I HIGHLY RECOMMEND Board & Care facilities. They cost close to the same as MC, but the ratios of care givers to residents is lower and more personalized. I moved my LO to one a year ago. I wish I did it sooner!
You didn't share the diagnosis, but if your LO has a cognitive diagnosis and conveyed interest in MAID, you will not get support at a SL/AL/MC. It's in their financial interest in keeping your LO alive and needing their care as long as possible.
My LO doesn't qualify for MAID, but our hospice is aware of this and supplied "comfort" medication. While the owner of our BC has conveyed that they do not support MAID, the care staff and our hospice LVN gets it and has been helpful. Otherwise, I would have needed to move her to my home and manage all this myself.
Board & Care is the way to go!
Yes, DH is heading toward a dementia diagnosis and no, we will not qualify for Medicaid. Thanks.
i first started looking … years ago … for assisted living and found one with connected access to memory care. Now there are several.
but it has occurred to me that it is more likely that one of us might not need memory care and found an assisted living facility with inside access to long term/skilled.
often there is a memory care section inside the long term section anyway.

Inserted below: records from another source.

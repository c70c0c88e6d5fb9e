//! Immutable canvas snapshots and the subscriber list that redraws on change.

use crate::canvas::Canvas;
use crate::selection::SelectionSet;
use crate::shapes::{Shape, ShapeId};
use kurbo::Size;
use std::collections::HashSet;
use std::fmt;
use std::sync::Arc;

/// A consistent, read-only view of everything the renderer needs.
#[derive(Debug, Clone, PartialEq)]
pub struct CanvasSnapshot {
    /// Monotonic publication counter.
    pub revision: u64,
    /// Shapes in z-order.
    pub shapes: Arc<[Shape]>,
    /// Selected shape ids.
    pub selected: Arc<HashSet<ShapeId>>,
    /// Hovered shape id.
    pub hovered: Option<ShapeId>,
    /// Canvas size.
    pub size: Size,
}

impl CanvasSnapshot {
    /// Capture the current state of a canvas.
    pub fn capture(canvas: &Canvas, revision: u64) -> Self {
        Self {
            revision,
            shapes: canvas.shapes().into(),
            selected: Arc::new(canvas.selection().ids().clone()),
            hovered: canvas.hovered(),
            size: canvas.size(),
        }
    }

    pub fn is_selected(&self, id: ShapeId) -> bool {
        self.selected.contains(&id)
    }

    pub fn selection(&self) -> SelectionSet {
        self.selected.iter().copied().collect()
    }

    /// Same content, ignoring the revision number.
    pub fn same_content(&self, other: &CanvasSnapshot) -> bool {
        self.shapes == other.shapes
            && self.selected == other.selected
            && self.hovered == other.hovered
            && self.size == other.size
    }
}

/// Identifier returned by [`SnapshotPublisher::subscribe`].
#[derive(Debug, Clone, Copy, PartialEq, Eq, Hash)]
pub struct SubscriptionId(u64);

type Subscriber = Box<dyn FnMut(&CanvasSnapshot)>;

/// Publishes snapshots to subscribers, skipping publications that change nothing.
#[derive(Default)]
pub struct SnapshotPublisher {
    latest: Option<CanvasSnapshot>,
    subscribers: Vec<(SubscriptionId, Subscriber)>,
    next_subscription: u64,
    revision: u64,
}

impl fmt::Debug for SnapshotPublisher {
    fn fmt(&self, f: &mut fmt::Formatter<'_>) -> fmt::Result {
        f.debug_struct("SnapshotPublisher")
            .field("revision", &self.revision)
            .field("subscribers", &self.subscribers.len())
            .finish()
    }
}

impl SnapshotPublisher {
    pub fn new() -> Self {
        Self::default()
    }

    /// Register a subscriber. It is called immediately with the latest snapshot, if any.
    pub fn subscribe(&mut self, mut subscriber: impl FnMut(&CanvasSnapshot) + 'static) -> SubscriptionId {
        let id = SubscriptionId(self.next_subscription);
        self.next_subscription += 1;
        if let Some(latest) = &self.latest {
            subscriber(latest);
        }
        self.subscribers.push((id, Box::new(subscriber)));
        id
    }

    pub fn unsubscribe(&mut self, id: SubscriptionId) -> bool {
        let before = self.subscribers.len();
        self.subscribers.retain(|(sid, _)| *sid != id);
        self.subscribers.len() != before
    }

    /// The most recently published snapshot.
    pub fn latest(&self) -> Option<&CanvasSnapshot> {
        self.latest.as_ref()
    }

    /// Capture `canvas` and notify subscribers if anything changed.
    ///
    /// Returns the new snapshot when one was published.
    pub fn publish(&mut self, canvas: &Canvas) -> Option<&CanvasSnapshot> {
        let candidate = CanvasSnapshot::capture(canvas, self.revision + 1);
        if self
            .latest
            .as_ref()
            .is_some_and(|latest| latest.same_content(&candidate))
        {
            return None;
        }
        self.revision = candidate.revision;
        log::debug!("Publishing snapshot r{}", candidate.revision);
        for (_, subscriber) in &mut self.subscribers {
            subscriber(&candidate);
        }
        self.latest = Some(candidate);
        self.latest.as_ref()
    }
}

#[cfg(test)]
mod tests {
    use super::*;
    use crate::shapes::ShapeKind;
    use std::cell::RefCell;
    use std::rc::Rc;

    fn recording(publisher: &mut SnapshotPublisher) -> Rc<RefCell<Vec<u64>>> {
        let seen = Rc::new(RefCell::new(Vec::new()));
        let sink = Rc::clone(&seen);
        publisher.subscribe(move |snapshot| sink.borrow_mut().push(snapshot.revision));
        seen
    }

    #[test]
    fn test_publish_notifies_on_change_only() {
        let mut canvas = Canvas::new();
        let mut publisher = SnapshotPublisher::new();
        let seen = recording(&mut publisher);

        assert!(publisher.publish(&canvas).is_some());
        assert!(publisher.publish(&canvas).is_none());

        canvas.add_shape(ShapeKind::Rectangle);
        assert!(publisher.publish(&canvas).is_some());
        assert_eq!(*seen.borrow(), vec![1, 2]);
    }

    #[test]
    fn test_snapshot_is_detached_from_canvas() {
        let mut canvas = Canvas::new();
        let id = canvas.add_shape(ShapeKind::Circle);
        let mut publisher = SnapshotPublisher::new();
        publisher.publish(&canvas);
        let before = publisher.latest().unwrap().clone();

        canvas.select(Some(id), false);
        publisher.publish(&canvas);
        assert!(!before.is_selected(id));
        assert!(publisher.latest().unwrap().is_selected(id));
    }

    #[test]
    fn test_late_subscriber_gets_latest() {
        let canvas = Canvas::new();
        let mut publisher = SnapshotPublisher::new();
        publisher.publish(&canvas);
        let seen = recording(&mut publisher);
        assert_eq!(*seen.borrow(), vec![1]);
    }

    #[test]
    fn test_unsubscribe() {
        let mut canvas = Canvas::new();
        let mut publisher = SnapshotPublisher::new();
        let seen = Rc::new(RefCell::new(0));
        let sink = Rc::clone(&seen);
        let id = publisher.subscribe(move |_| *sink.borrow_mut() += 1);

        publisher.publish(&canvas);
        assert!(publisher.unsubscribe(id));
        canvas.add_shape(ShapeKind::Circle);
        publisher.publish(&canvas);
        assert_eq!(*seen.borrow(), 1);
        assert!(!publisher.unsubscribe(id));
    }
}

BUT this particular facility is not as ethically nice as the assisted/memory care facilities which offer meals all day, van rides, games, movies, other activities. (For instance no holiday festivities at this one for residents and family and interested visitors.)
but since it offers combined assistance living and skilled i’ll put up with the on-the-way-to-being-outdated facility.
Any change for a person with dementia is going to create difficulty for a bit. The goal is to create consistent environment and consistent routine. Knowing and re-creating those is half the battle.
Altogether, the cost of the facility and personal companion was cheaper than the ALtoMC facilities we looked into. We are in Texas, so I'm not sure of the prices you're looking at, but check with the AL and see if they have step-ups which allow him to age-in-place.
The only real difference we saw in the AL and a MC is cost and the size of the facilities. I didn't notice a significant difference in the care level, only that the MC is required to have a RN on staff 24/7. The AL RN was on staff 5 days/8 hours, then on 24 hour call. This meant that whenever a fall that involved a head injury (not sure if this wouldn't be the same at a MC, though), an emergency visit was required by law. After she was in Hospice, their nurse and doctors came out and made the call. Even brought in an xray machine one time!
That said, I'm sure you know that everything depends on the facility. Do your research until you're comfortable with your decision. I agree that moving them after they've become familiar with a place can be extremely detrimental.
As you can see, you are not alone. I feel for your situation and wish you all the blessings that come with a caregiver's crown.
i first started looking … years ago … for assisted living and found one with inside access to memory care so whoever in assisted would not have to go outside to visit their LO. Now there are several.
but it has occurred to me that it is more likely that one of us might not need memory care and found an assisted living facility with inside access to long term/skilled.
often there is a memory care section inside the long term section anyway.
BUT this particular facility is not as ethically nice as the assisted/memory care facilities which offer meals all day, van rides, games, movies, other activities. (For instance no holiday festivities at this one for residents and family and interested visitors.)
but since it offers combined assistance living and skilled i’ll put up with the on-the-way-to-being-outdated facility.